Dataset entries
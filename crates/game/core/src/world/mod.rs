//! The play session: grid, doors, player, enemies and sprites.
//!
//! [`World`] owns every piece of mutable game state and advances it in a
//! fixed order once per frame (see [`World::update`]). Side effects that
//! leave the core (sounds, HUD messages) go through the [`Services`](crate::env::Services) handed
//! to each call.
mod commands;
mod level;
mod update;

pub use commands::{DoorToggle, Shot};
pub use level::{LevelData, LevelError, Placement, PlacementKind};

use crate::config::GameConfig;
use crate::enemy::{Enemy, EnemyId};
use crate::env::{PcgRng, RngSource};
use crate::geometry::{Vec2, normalize_angle};
use crate::grid::{DoorMap, DoorRule, Grid};
use crate::player::Player;
use crate::raycast::Occluders;
use crate::render::{Camera, DepthBuffer, FrameBuffer, SpriteTexture, TextureOracle, render_walls};
use crate::sprite::{SpriteKind, SpriteList, VisibleSprite, render_sprites};
use crate::weapon::WeaponRegistry;

/// Sprites closer than this are not drawn.
pub const SPRITE_NEAR: f32 = 0.2;

/// What a frame produced besides the pixels.
#[derive(Clone, Debug, PartialEq)]
pub struct RenderOutput {
    pub depth: DepthBuffer,
    /// Sprites with at least one column drawn, far to near.
    pub sprites: Vec<VisibleSprite>,
}

#[derive(Debug)]
pub struct World<R = PcgRng> {
    config: GameConfig,
    weapons: WeaponRegistry,
    name: String,
    grid: Grid,
    doors: DoorMap,
    spawn: Vec2,
    spawn_angle: f32,
    player: Player,
    enemies: Vec<Enemy>,
    sprites: SpriteList,
    rng: R,
}

impl<R: RngSource> World<R> {
    /// Builds a session from loaded level data.
    ///
    /// Sprites and enemies on blocked tiles are logged and skipped; a
    /// malformed grid or a blocked player spawn rejects the level.
    pub fn new(
        level: LevelData,
        config: GameConfig,
        weapons: WeaponRegistry,
        rng: R,
    ) -> Result<Self, LevelError> {
        let grid = Grid::from_rows(level.rows)?;
        let doors = DoorMap::from_grid(&grid);
        if !doors.matches_grid(&grid) {
            return Err(LevelError::DoorMismatch);
        }
        if !grid.is_open(level.spawn.cell()) {
            return Err(LevelError::SpawnBlocked(level.spawn));
        }

        let mut sprites = SpriteList::new();
        for placement in &level.placements {
            if !grid.is_open(placement.cell) {
                tracing::warn!(cell = %placement.cell, "skipping sprite placed on a blocked tile");
                continue;
            }
            let position = placement.cell.center();
            match placement.kind {
                PlacementKind::Pickup(pickup) => {
                    sprites.add(position, SpriteTexture::Pickup(pickup), SpriteKind::Pickup(pickup));
                }
                PlacementKind::Decoration(letter) => {
                    sprites.add(position, SpriteTexture::Decoration(letter), SpriteKind::Decoration);
                }
            }
        }

        let mut enemies = Vec::with_capacity(level.enemy_spawns.len());
        for position in level.enemy_spawns {
            if !grid.is_open(position.cell()) {
                tracing::warn!(%position, "skipping enemy spawned on a blocked tile");
                continue;
            }
            let id = EnemyId(enemies.len() as u32);
            let sprite = sprites.add(
                position,
                SpriteTexture::Enemy { frame: 0, octant: 0 },
                SpriteKind::Enemy(id),
            );
            enemies.push(Enemy::new(id, sprite, position, 0.0, &config.enemy));
        }

        let player = Player::new(level.spawn, level.spawn_angle, &config.player);
        tracing::info!(
            level = %level.name,
            width = grid.width(),
            height = grid.height(),
            doors = doors.len(),
            enemies = enemies.len(),
            sprites = sprites.len(),
            "level loaded"
        );

        Ok(Self {
            config,
            weapons,
            name: level.name,
            grid,
            doors,
            spawn: level.spawn,
            spawn_angle: normalize_angle(level.spawn_angle),
            player,
            enemies,
            sprites,
            rng,
        })
    }

    pub fn name(&self) -> &str {
        &self.name
    }

    pub fn config(&self) -> &GameConfig {
        &self.config
    }

    pub fn weapons(&self) -> &WeaponRegistry {
        &self.weapons
    }

    pub fn grid(&self) -> &Grid {
        &self.grid
    }

    pub fn doors(&self) -> &DoorMap {
        &self.doors
    }

    /// Direct door access for tools and scripted scenarios.
    pub fn doors_mut(&mut self) -> &mut DoorMap {
        &mut self.doors
    }

    pub fn player(&self) -> &Player {
        &self.player
    }

    pub fn player_mut(&mut self) -> &mut Player {
        &mut self.player
    }

    pub fn enemies(&self) -> &[Enemy] {
        &self.enemies
    }

    pub fn enemy(&self, id: EnemyId) -> Option<&Enemy> {
        self.enemies.get(id.0 as usize)
    }

    pub fn enemy_mut(&mut self, id: EnemyId) -> Option<&mut Enemy> {
        self.enemies.get_mut(id.0 as usize)
    }

    pub fn sprites(&self) -> &SpriteList {
        &self.sprites
    }

    /// Ray-marching view of the level under `rule`.
    pub fn occluders(&self, rule: DoorRule) -> Occluders<'_> {
        Occluders::new(&self.grid, &self.doors, rule)
    }

    /// The player's view onto a `width` x `height` screen.
    pub fn camera(&self, width: u32, height: u32) -> Camera {
        Camera::new(self.player.position, self.player.angle, &self.config.view, width, height)
    }

    /// Teleports the player, keeping doorway occupancy consistent.
    pub fn place_player(&mut self, position: Vec2, angle: f32) {
        self.doors.track_move(self.player.position.cell(), position.cell());
        self.player.position = position;
        self.player.angle = normalize_angle(angle);
        tracing::debug!(%position, angle, "player placed");
    }

    /// Draws walls, floor, ceiling and sprites into `frame`.
    pub fn render<T>(&self, textures: &T, frame: &mut FrameBuffer) -> RenderOutput
    where
        T: TextureOracle + ?Sized,
    {
        let camera = self.camera(frame.width(), frame.height());
        let mut depth = DepthBuffer::new(camera.width);
        let occluders = self.occluders(DoorRule::Graded);
        render_walls(&camera, &occluders, textures, &self.config.lighting, frame, &mut depth);
        let sprites = render_sprites(&camera, &self.sprites, textures, &depth, SPRITE_NEAR, frame);
        RenderOutput { depth, sprites }
    }

    /// Keeps an enemy's billboard in step with its body and animation.
    fn sync_enemy_sprite(sprites: &mut SpriteList, enemy: &Enemy) {
        if let Some(sprite) = sprites.get_mut(enemy.sprite) {
            sprite.position = enemy.position;
            sprite.texture = enemy.texture();
        }
    }
}

#[cfg(test)]
mod tests {
    use super::*;
    use crate::env::ScriptedRng;
    use crate::geometry::GridCoord;
    use crate::pickup::PickupKind;
    use crate::render::NoTextures;

    pub(super) fn room() -> LevelData {
        LevelData::new(
            "room",
            vec![
                vec![1, 1, 1, 1, 1, 1],
                vec![1, 0, 0, 0, 0, 1],
                vec![1, 0, 0, 0, 0, 1],
                vec![1, 1, 1, 1, 1, 1],
            ],
            Vec2::new(1.5, 1.5),
            0.0,
        )
    }

    fn world(level: LevelData) -> World<ScriptedRng> {
        World::new(level, GameConfig::default(), WeaponRegistry::default(), ScriptedRng::new([1])).unwrap()
    }

    #[test]
    fn blocked_spawn_is_rejected() {
        let mut level = room();
        level.spawn = Vec2::new(0.5, 0.5);
        let result = World::new(level, GameConfig::default(), WeaponRegistry::default(), PcgRng::new(1));
        assert!(matches!(result, Err(LevelError::SpawnBlocked(_))));
    }

    #[test]
    fn misplaced_entities_are_skipped() {
        let level = room()
            .with_placement(GridCoord::new(0, 0), PlacementKind::Decoration('T'))
            .with_placement(GridCoord::new(3, 1), PlacementKind::Pickup(PickupKind::Health(10)))
            .with_enemy(Vec2::new(0.5, 2.5))
            .with_enemy(Vec2::new(4.5, 2.5));
        let world = world(level);
        assert_eq!(world.sprites().len(), 2);
        assert_eq!(world.enemies().len(), 1);
        assert_eq!(world.enemies()[0].id, EnemyId(0));
    }

    #[test]
    fn render_reports_full_depth_buffer() {
        let world = world(room());
        let mut frame = FrameBuffer::new(32, 20);
        let output = world.render(&NoTextures, &mut frame);
        assert_eq!(output.depth.len(), 32);
        assert!(output.depth.as_slice().iter().all(|d| d.is_finite()));
        // No sprite textures -> nothing drawn.
        assert!(output.sprites.is_empty());
    }

    #[test]
    fn place_player_moves_and_turns() {
        let mut world = world(room());
        world.place_player(Vec2::new(3.5, 2.5), 7.0);
        assert_eq!(world.player().cell(), GridCoord::new(3, 2));
        assert!(world.player().angle <= core::f32::consts::PI);
        assert!(world.doors().get(GridCoord::new(3, 2)).is_none());
    }
}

## PROBLEM DESCRIPTION
What lines above contain the word "NoTextures"? Please copy each one.

## EXERCISE RESPONSE
    use crate::render::NoTextures;
        let output = world.render(&NoTextures, &mut frame);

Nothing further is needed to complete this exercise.